Adding a new column to a database table in production can also be achieved by following the same steps we discussed above.
Let's take for example we want to add an image_url
column on the posts table.
Lets create a migration file for that:
php artisan make:migration add_image_url_to_posts_table --table=posts
This will generate a migration file with add_image_url_on_posts_table
attached to the file name.
Now let's add our new image_url
column to the up()
method of the new migration file.
...
public function up(){
Schema::table('posts', function (Blueprint $table) {
$table->string('image_url')->after('slug');
});
}
The after('slug')
method will move our new column next to the slug
column on the posts
table.
Just like we discussed above you just have to update the up()
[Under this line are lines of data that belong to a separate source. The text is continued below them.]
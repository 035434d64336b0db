use thiserror::Error;

use crate::support::{constraint::ConstraintError, fe::FeError};

/// Errors detected while configuring physics modules and the assembly system.
///
/// These are fatal: no assembly proceeds once one has been reported.
#[derive(Debug, Clone, PartialEq, Error)]
pub enum ConfigError {
    /// Two modules (or one module twice) tried to register the same variable name.
    #[error("variable `{name}` is already registered")]
    DuplicateVariable { name: String },

    #[error("unknown finite element family `{value}`")]
    UnknownFeFamily { value: String },

    #[error("unknown finite element order `{value}`")]
    UnknownFeOrder { value: String },

    #[error("unknown physics `{value}`")]
    UnknownPhysics { value: String },

    /// An option selecting a material or transport model named no known model.
    #[error("unknown {kind} model `{value}`")]
    UnknownModel { kind: &'static str, value: String },

    #[error("`{key}` must be {expected}, found {found}")]
    WrongType {
        key: String,
        expected: &'static str,
        found: &'static str,
    },

    #[error("missing required option `{key}`")]
    Missing { key: String },

    /// A physical parameter violated its numeric constraint.
    #[error("invalid value for `{key}`")]
    InvalidParameter {
        key: String,
        #[source]
        source: ConstraintError,
    },

    #[error("invalid value for `{key}`: {reason}")]
    InvalidValue { key: String, reason: String },

    /// A variable's family and order cannot be built on the mesh.
    #[error("unsupported discretization")]
    Discretization(#[from] FeError),
}

impl ConfigError {
    pub(crate) fn wrong_type(key: &str, expected: &'static str, found: &'static str) -> Self {
        Self::WrongType {
            key: key.to_owned(),
            expected,
            found,
        }
    }

    pub(crate) fn missing(key: &str) -> Self {
        Self::Missing {
            key: key.to_owned(),
        }
    }

    pub(crate) fn invalid(key: &str, reason: impl Into<String>) -> Self {
        Self::InvalidValue {
            key: key.to_owned(),
            reason: reason.into(),
        }
    }
}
method of your new migration file and used the renameColumn()
method.
...
Schema::table('posts', function (Blueprint $table) {
$table->renameColumn('slug', 'slugs');
});
...
Schema::table('posts', function (Blueprint $table) {
$table->dropColumn('slug');
});
You can also drop multiple columns
$table->dropColumn(['slug', 'image_url']);
Now you can play around your database tables in production. You can visit the Laravel docs for more details.